16. Resistance Band Rows for Posture and Upper Back
The upper back gets beat up after a lot of holding, feeding, and looking down.
Band Setup
Anchor a light resistance band around a sturdy post or closed door handle that won’t shift. Stand or sit tall, hold the ends, and pull your elbows back toward your ribs. Let the shoulder blades slide down and back, then return with control.
Rowing Cue
Think “chest open” rather than “arms yank.” Eight to 12 reps is plenty. If your neck tightens, lighten the band or shorten the pull. You should feel the work between the shoulder blades, not in the upper traps near your ears.
This is one of the better beginner postpartum exercises because it helps undo that rounded, protective shape that shows up after weeks of carrying a baby against your chest. It also supports the muscles you use for stroller pushing, carrier adjustments, and lifting with better posture. A band row is small medicine for a very common ache.

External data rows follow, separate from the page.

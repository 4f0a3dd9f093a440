//! Error types for assetpath

use std::path::PathBuf;
use thiserror::Error;

/// Syntax errors raised while parsing an `asset:` identifier
#[derive(Debug, Clone, PartialEq, Eq, Error)]
pub enum ParseError {
    #[error("Unrecognized scheme in '{0}': expected 'asset:'")]
    UnrecognizedScheme(String),

    #[error("Asset identifier has an empty name")]
    EmptyName,

    #[error("Invalid asset name '{0}': names may not contain path separators")]
    InvalidName(String),

    #[error("Malformed query '{0}': expected 'v=<version>'")]
    MalformedQuery(String),

    #[error("Unsupported query key '{0}'")]
    UnsupportedQueryKey(String),
}

/// The main error type for assetpath operations
#[derive(Debug, Error)]
pub enum AssetPathError {
    #[error("Parse error: {0}")]
    Parse(#[from] ParseError),

    #[error("Corrupt manifest {}: {reason}", path.display())]
    ManifestCorrupt { path: PathBuf, reason: String },

    #[error("IO error: {0}")]
    IoError(#[from] std::io::Error),

    #[error("TOML parse error: {0}")]
    TomlParseError(String),

    #[error("TOML serialization error: {0}")]
    TomlSerError(String),

    #[error("JSON error: {0}")]
    JsonError(String),

    #[error("Config error: {0}")]
    ConfigError(String),

    #[error("Stage error: {0}")]
    StageError(String),

    #[error("Schema error: {0}")]
    SchemaError(String),
}

/// Result type alias for assetpath operations
pub type Result<T> = std::result::Result<T, AssetPathError>;

impl From<toml::de::Error> for AssetPathError {
    fn from(err: toml::de::Error) -> Self {
        AssetPathError::TomlParseError(err.to_string())
    }
}

impl From<toml::ser::Error> for AssetPathError {
    fn from(err: toml::ser::Error) -> Self {
        AssetPathError::TomlSerError(err.to_string())
    }
}

impl From<serde_json::Error> for AssetPathError {
    fn from(err: serde_json::Error) -> Self {
        AssetPathError::JsonError(err.to_string())
    }
}
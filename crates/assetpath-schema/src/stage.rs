//! Stage document format and persistence

use crate::asset_info::AssetInfoApi;
use assetpath_core::{AssetPathError, Result};
use assetpath_resolver::ResolvedPath;
use log::debug;
use serde::{Deserialize, Serialize};
use std::collections::BTreeMap;
use std::fs;
use std::path::Path;

/// Root structure of a stage TOML file
#[derive(Debug, Clone, PartialEq, Serialize, Deserialize)]
pub struct StageFile {
    pub stage: StageMetadata,
    #[serde(default)]
    pub prims: BTreeMap<String, PrimDef>,
}

/// Stage metadata
#[derive(Debug, Clone, PartialEq, Serialize, Deserialize)]
pub struct StageMetadata {
    pub name: String,
    #[serde(default, skip_serializing_if = "Option::is_none")]
    pub default_prim: Option<String>,
    #[serde(default, skip_serializing_if = "Option::is_none")]
    pub description: Option<String>,
}

/// A prim: typed node with applied API schemas, string metadata and attributes
#[derive(Debug, Clone, Default, PartialEq, Serialize, Deserialize)]
pub struct PrimDef {
    #[serde(rename = "type", default, skip_serializing_if = "String::is_empty")]
    pub type_name: String,
    #[serde(default, skip_serializing_if = "Vec::is_empty")]
    pub api_schemas: Vec<String>,
    #[serde(default, skip_serializing_if = "BTreeMap::is_empty")]
    pub metadata: BTreeMap<String, String>,
    #[serde(default, skip_serializing_if = "BTreeMap::is_empty")]
    pub attributes: BTreeMap<String, toml::Value>,
}

impl PrimDef {
    pub fn new(type_name: impl Into<String>) -> Self {
        Self {
            type_name: type_name.into(),
            ..Self::default()
        }
    }

    pub fn with_metadata(mut self, key: impl Into<String>, value: impl Into<String>) -> Self {
        self.metadata.insert(key.into(), value.into());
        self
    }

    pub fn metadata(&self, key: &str) -> Option<&str> {
        self.metadata.get(key).map(|s| s.as_str())
    }

    pub fn set_metadata(&mut self, key: impl Into<String>, value: impl Into<String>) {
        self.metadata.insert(key.into(), value.into());
    }

    pub fn attribute(&self, name: &str) -> Option<&toml::Value> {
        self.attributes.get(name)
    }

    pub fn set_attribute(&mut self, name: impl Into<String>, value: impl Into<toml::Value>) {
        self.attributes.insert(name.into(), value.into());
    }

    pub fn has_api(&self, schema: &str) -> bool {
        self.api_schemas.iter().any(|s| s == schema)
    }

    /// Record an applied API schema. Returns false if it was already applied.
    pub fn add_api(&mut self, schema: &str) -> bool {
        if self.has_api(schema) {
            return false;
        }
        self.api_schemas.push(schema.to_string());
        true
    }
}

/// An in-memory stage document
#[derive(Debug, Clone, PartialEq)]
pub struct Stage {
    file: StageFile,
}

impl Stage {
    /// Create an empty stage
    pub fn new(name: impl Into<String>) -> Self {
        Self {
            file: StageFile {
                stage: StageMetadata {
                    name: name.into(),
                    default_prim: None,
                    description: None,
                },
                prims: BTreeMap::new(),
            },
        }
    }

    pub fn name(&self) -> &str {
        &self.file.stage.name
    }

    pub fn metadata(&self) -> &StageMetadata {
        &self.file.stage
    }

    pub fn set_default_prim(&mut self, path: impl Into<String>) {
        self.file.stage.default_prim = Some(path.into());
    }

    /// Define a prim at an absolute path (`/Name` or `/Parent/Child`).
    /// Redefining an existing prim updates its type and keeps everything else.
    pub fn define_prim(&mut self, path: &str, type_name: &str) -> Result<&mut PrimDef> {
        validate_prim_path(path)?;
        let prim = self.file.prims.entry(path.to_string()).or_default();
        prim.type_name = type_name.to_string();
        Ok(prim)
    }

    pub fn prim(&self, path: &str) -> Option<&PrimDef> {
        self.file.prims.get(path)
    }

    pub fn prim_mut(&mut self, path: &str) -> Option<&mut PrimDef> {
        self.file.prims.get_mut(path)
    }

    pub fn prim_paths(&self) -> impl Iterator<Item = &str> {
        self.file.prims.keys().map(|k| k.as_str())
    }

    pub fn file(&self) -> &StageFile {
        &self.file
    }

    /// Serialize to a TOML string
    pub fn to_toml_string(&self) -> Result<String> {
        let content = toml::to_string_pretty(&self.file)?;
        Ok(content)
    }

    /// Parse and validate a TOML stage
    pub fn from_toml_str(content: &str) -> Result<Self> {
        let file: StageFile = toml::from_str(content)?;

        for (path, prim) in &file.prims {
            validate_prim_path(path)?;
            AssetInfoApi::validate(path, prim)?;
        }

        Ok(Self { file })
    }

    /// Write the stage to a file, creating parent directories
    pub fn export<P: AsRef<Path>>(&self, path: P) -> Result<()> {
        let path = path.as_ref();
        if let Some(parent) = path.parent() {
            fs::create_dir_all(parent)?;
        }
        fs::write(path, self.to_toml_string()?)?;
        debug!("Stage::export('{}') -> '{}'", self.name(), path.display());
        Ok(())
    }

    /// Load a stage from a file
    pub fn open<P: AsRef<Path>>(path: P) -> Result<Self> {
        let content = fs::read_to_string(path)?;
        Self::from_toml_str(&content)
    }

    /// Load the stage an asset identifier resolved to
    pub fn open_resolved(resolved: &ResolvedPath) -> Result<Self> {
        Self::open(resolved.as_path())
    }
}

fn validate_prim_path(path: &str) -> Result<()> {
    let valid = path
        .strip_prefix('/')
        .map(|rest| !rest.is_empty() && rest.split('/').all(|segment| !segment.is_empty()))
        .unwrap_or(false);

    if valid {
        Ok(())
    } else {
        Err(AssetPathError::StageError(format!(
            "Invalid prim path '{}': must be absolute like '/Name'",
            path
        )))
    }
}
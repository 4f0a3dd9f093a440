//! Manifest and version listing commands

use super::StoreArgs;
use anyhow::{Context, Result};

pub fn latest(store: &StoreArgs, name: &str) -> Result<()> {
    let resolver = store.resolver()?;
    let latest = resolver
        .latest_version(name)
        .with_context(|| format!("Failed to read manifest for '{}'", name))?;

    match latest {
        Some(label) => println!("{}", label),
        None => anyhow::bail!("Asset '{}' has no versions.json", name),
    }
    Ok(())
}

pub fn list(store: &StoreArgs, name: &str) -> Result<()> {
    let resolver = store.resolver()?;
    let versions = resolver
        .versions(name)
        .with_context(|| format!("Failed to list versions of '{}'", name))?;

    if versions.is_empty() {
        println!("No published versions of '{}'", name);
        return Ok(());
    }

    // A corrupt manifest should not hide the listing
    let latest = resolver.latest_version(name).ok().flatten();
    for version in &versions {
        let marker = match &latest {
            Some(l) if l.dir_name() == version.dir_name() => " (latest)",
            _ => "",
        };
        println!("  {}{}", version.dir_name(), marker);
    }
    Ok(())
}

17. Suitcase Carry with a Light Weight
A core exercise does not need to look like a core exercise.
Hold one light dumbbell, kettlebell, or even a heavy grocery-style object in one hand and walk slowly for 20 to 30 seconds. Keep your ribs stacked over your pelvis, your shoulders level, and your torso upright. Switch hands and repeat. One or two rounds each side is enough at first.
This move trains the side of the core to resist leaning. That matters in daily life because postpartum life is full of one-sided tasks — carrying a diaper bag, lifting a car seat, holding a baby on one hip, opening doors with an elbow, all of it. A suitcase carry teaches your body to stay tall through that kind of load.
- Start lighter than you think.
- Walk on a flat, uncluttered surface.
- Stop if you feel pressure in the pelvis.
- Keep your steps slow and even.
If you want one strength drill that feels weirdly useful fast, this is it. Tall posture under one-sided load is the lesson.
18. Easy Brisk Walking Intervals and a Gentle Cool-Down
Once the basics feel steady, you can stitch them together into a simple postpartum workout plan that doesn’t chew you up.
Try 1 minute of brisk walking, then 2 minutes easy, and repeat that cycle 4 or 5 times. Brisk does not mean breathless. It means your pace is lively enough that you notice it, but calm enough that you can still speak in short sentences. After the walk, do 2 or 3 gentle breaths, a few shoulder rolls, and a light chest stretch against a wall or doorway.
If you want a starter session that stays friendly to a healing body, pair this walk with one or two floor moves earlier in the list. Breathing, heel slides, and rows make a neat little trio. On another day, walking and sit-to-stands may be enough. That flexibility is part of what makes a beginner postpartum routine work in real life.
The best sign you picked the right amount? You could do it again tomorrow. That is the bar. Not sweat, not soreness, not proving anything to anybody — just a body that feels a little more awake, a little more stable, and a little less borrowed.